Books on Sprinting

[quote]WRCortese5 wrote:
I agree with what you said. I was not suggesting that he follow the entire GPP format to the T, but that he take a look and adjust to what he feels would be best suited to his goals. Nothing wrong with improving sprint speed as a byproduct of training in my opinion, even as a recreational athlete.

[/quote]

Yeah definitly- I keep putting the GPP DVD on my “to buy” list, but since I’m not a sprinter (volleyball), nor do I train sprinters, it keeps getting pushed off for other stuff.

[quote]peterm533 wrote:
WRcortese5 wrote:

"…if you are training for sprints, you are going to get lean regardless. Have you ever seen a top sprinter that WASN’T ?

I disagree.

Of course “top” sprinters may be lean but it is totally illogical to assert a generalisation that sprinting therefore makes you lean.

I am afraid that you are simply associating the fact that successful sprinters are lean (and of course young)and drawing a causal connection.

Of course you do not want to carry extra weight as as a sprinter and so you would expect successful sprinters to be lean.

However, there are a number of older adult sprinters at my local track who are not that lean simply because they do not expend sufficent calories.

As further evidence plenty of soccer players at various levels carry more body fat than you might expect given the time they spend sprinting.

Successful sprinting requires low body fat. It dose not necessarily cause it. [/quote]

Sprinting is a tool, just like weight training. If you lift weights with the right parameters, your muscles will grow. If you sprint with the right parameters, you will get lean.

Achieving leanness totally depends on the type of sprinting you’re doing. The shorter sprinting (30-60m dashes) is more about power and muscular explosiveness. Shorter sprinting is great for really hitting your posterior chain muscles with some excellent stimulus. Also, you’ll notice short-distance sprinters at all levels can still carry quite a bit of fat. For leanness though, look at the longer sprinter. You’ll see far fewer thick 400M runners that you will 100M runners.
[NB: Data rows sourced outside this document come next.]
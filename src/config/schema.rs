//! Configuration schema definitions.
//!
//! API, flow and endpoint definitions arrive already deserialized. All types
//! derive Serde traits so hosts can feed them from any format; the bundled
//! loader reads TOML.

use serde::{Deserialize, Serialize};

/// Root configuration: the gateway-wide settings plus the deployed APIs.
#[derive(Debug, Clone, Deserialize, Serialize, Default)]
#[serde(default)]
pub struct GatewayConfig {
    /// Tenant this gateway serves. Endpoints restricted to other tenants are skipped.
    pub tenant: Option<String>,

    /// Logging settings.
    pub logging: LoggingConfig,

    /// API definitions to deploy.
    pub apis: Vec<ApiDefinition>,
}

/// Definition of a single API.
#[derive(Debug, Clone, Deserialize, Serialize, Default)]
#[serde(default)]
pub struct ApiDefinition {
    /// Unique API identifier.
    pub id: String,

    /// Display name for logging.
    pub name: String,

    /// Flows in declaration order.
    pub flows: Vec<FlowConfig>,

    /// Endpoint groups; the first group is the default one.
    pub endpoint_groups: Vec<EndpointGroupConfig>,

    /// Endpoint selection algorithm.
    pub load_balancer: LoadBalancerType,

    /// Retry, timeout and circuit breaking. Absent means no failover.
    pub failover: Option<FailoverConfig>,

    /// Active health checking of endpoints.
    pub health_check: HealthCheckConfig,
}

/// A named bundle of policies bound to match conditions.
#[derive(Debug, Clone, Deserialize, Serialize)]
pub struct FlowConfig {
    pub name: String,

    #[serde(default = "default_true")]
    pub enabled: bool,

    #[serde(default)]
    pub selectors: Vec<SelectorConfig>,

    /// Policies applied on the request phase.
    #[serde(default)]
    pub request: Vec<StepConfig>,

    /// Policies applied on the response phase.
    #[serde(default)]
    pub response: Vec<StepConfig>,
}

/// Selector gating whether a flow applies to a request.
#[derive(Debug, Clone, Deserialize, Serialize, PartialEq, Eq)]
#[serde(tag = "type", rename_all = "lowercase")]
pub enum SelectorConfig {
    /// HTTP method and path selector.
    Http {
        /// Accepted methods. Empty accepts every method.
        #[serde(default)]
        methods: Vec<String>,

        #[serde(default = "default_path")]
        path: String,

        #[serde(default, rename = "path_operator")]
        operator: PathOperator,
    },
    /// Boolean expression selector.
    Condition { condition: String },
}

/// How a selector path is compared to the request path.
#[derive(Debug, Clone, Copy, Deserialize, Serialize, PartialEq, Eq, Hash, Default)]
#[serde(rename_all = "SCREAMING_SNAKE_CASE")]
pub enum PathOperator {
    /// The whole path must match.
    Equals,
    /// The path must start with the pattern, on a segment boundary.
    #[default]
    StartsWith,
}

/// A policy step. Opaque to the dispatch core.
#[derive(Debug, Clone, Deserialize, Serialize, PartialEq)]
pub struct StepConfig {
    pub name: String,

    pub policy: String,

    #[serde(default = "default_true")]
    pub enabled: bool,

    #[serde(default)]
    pub configuration: serde_json::Value,
}

/// Group of endpoints sharing a name.
#[derive(Debug, Clone, Deserialize, Serialize)]
pub struct EndpointGroupConfig {
    pub name: String,

    #[serde(default)]
    pub endpoints: Vec<EndpointConfig>,
}

/// Backend endpoint configuration.
#[derive(Debug, Clone, Deserialize, Serialize)]
pub struct EndpointConfig {
    /// Unique endpoint name within the API.
    pub name: String,

    /// Target URI (e.g., "http://127.0.0.1:3000/api").
    pub target: String,

    /// Weight for weighted load balancing (default: 1).
    #[serde(default = "default_weight")]
    pub weight: u32,

    /// Backup endpoints only receive traffic when no primary is available.
    #[serde(default)]
    pub backup: bool,

    /// Tenants this endpoint is deployed for. Empty means every tenant.
    #[serde(default)]
    pub tenants: Vec<String>,
}

/// Endpoint selection algorithm.
#[derive(Debug, Clone, Copy, Deserialize, Serialize, PartialEq, Eq, Default)]
#[serde(rename_all = "SCREAMING_SNAKE_CASE")]
pub enum LoadBalancerType {
    Random,
    WeightedRandom,
    #[default]
    RoundRobin,
    WeightedRoundRobin,
}

impl LoadBalancerType {
    /// Returns true for the algorithms that honor endpoint weights.
    pub fn is_weighted(&self) -> bool {
        matches!(self, Self::WeightedRandom | Self::WeightedRoundRobin)
    }
}

/// Failover configuration.
#[derive(Debug, Clone, Deserialize, Serialize, PartialEq, Eq)]
#[serde(default)]
pub struct FailoverConfig {
    /// Attempts made after the first one.
    pub max_retries: u32,

    /// Sliding window size: number of calls before the breaker can evaluate.
    pub max_failures: u32,

    /// Per-attempt timeout and slow-call threshold in milliseconds.
    pub slow_call_duration_ms: u64,

    /// How long the breaker stays open, in milliseconds.
    pub open_state_duration_ms: u64,

    /// One breaker per subscription instead of one per API.
    pub per_subscription: bool,
}

impl Default for FailoverConfig {
    fn default() -> Self {
        Self {
            max_retries: 2,
            max_failures: 5,
            slow_call_duration_ms: 2000,
            open_state_duration_ms: 10_000,
            per_subscription: false,
        }
    }
}

/// Health check configuration.
#[derive(Debug, Clone, Deserialize, Serialize)]
#[serde(default)]
pub struct HealthCheckConfig {
    /// Enable active health checks.
    pub enabled: bool,

    /// Health check interval in seconds.
    pub interval_secs: u64,

    /// Health check timeout in milliseconds.
    pub timeout_ms: u64,

    /// Path appended to the endpoint target when probing.
    pub path: String,

    /// Number of consecutive failures before marking unavailable.
    pub unhealthy_threshold: u32,

    /// Number of consecutive successes before marking available again.
    pub healthy_threshold: u32,
}

impl Default for HealthCheckConfig {
    fn default() -> Self {
        Self {
            enabled: false,
            interval_secs: 10,
            timeout_ms: 2000,
            path: "/health".to_string(),
            unhealthy_threshold: 3,
            healthy_threshold: 2,
        }
    }
}

/// Logging configuration.
#[derive(Debug, Clone, Deserialize, Serialize)]
#[serde(default)]
pub struct LoggingConfig {
    /// Default filter directive (trace, debug, info, warn, error).
    pub level: String,

    /// Colored output.
    pub ansi: bool,

    /// Include the event target in each line.
    pub with_target: bool,
}

impl Default for LoggingConfig {
    fn default() -> Self {
        Self {
            level: "info".to_string(),
            ansi: true,
            with_target: false,
        }
    }
}

fn default_true() -> bool {
    true
}

fn default_weight() -> u32 {
    1
}

fn default_path() -> String {
    "/".to_string()
}
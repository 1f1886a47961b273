//! service-core: Shared infrastructure for the chat relay services.
pub mod config;
pub mod error;
pub mod middleware;
pub mod observability;

pub use axum;
pub use serde;
pub use serde_json;
pub use tokio;
pub use tower;
pub use tower_http;
pub use tracing;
To really start to noticably lean out overall, you have to train at or above your anaerobic threshold, or lactic threshold. This can be accomplished by manipulating three key variables in a sprint interval training program: pace, distance, and rest interval. Your body can produce energy anaerobically for about 25 secs at an all out sprint before reaching the point where it can no longer clear the lactic acid from their blood. This is known as the Onset of Blood Lactate Accumulation (OBLA). Of course this varies depending on how trained you are. World class 400M runners can probably maintain all out sprinting for about 30 secs, before hitting OBLA. The whole trick to long sprinting is to increase cardiovascular conditioning in order to push the point of OBLA as far out in time as possible, increase your footspeed so you can cover more ground before you hit OBLA, and then have the strength to prevent a massive dropoff in performance after OBLA.

To get significant benefit from sprint interval training in terms of leanness, you have to train at or above that OBLA for the workout.

And your rest intervals have to be just short enough to allow your body to not quite clear your lactic acid. For example, if you can run a 25sec all out 200M dash, then a good interval training workout might be to run 6x200’s at 30-32sec pace with 2 minutes in between each one. This will get you right up to OBLA with each run, and by the end of the workout, you might be up over OBLA by the end of each 200. As you gain speed, fitness and strength, you can move up to 300’s or 400’s, eventually working up to something like 3x400M at 60-65 sec pace with 2-3 minutes rest. But trust me, if you start right away with 400M, your pace will quickly be a lot more synonymous with a distance workout than a sprint workout.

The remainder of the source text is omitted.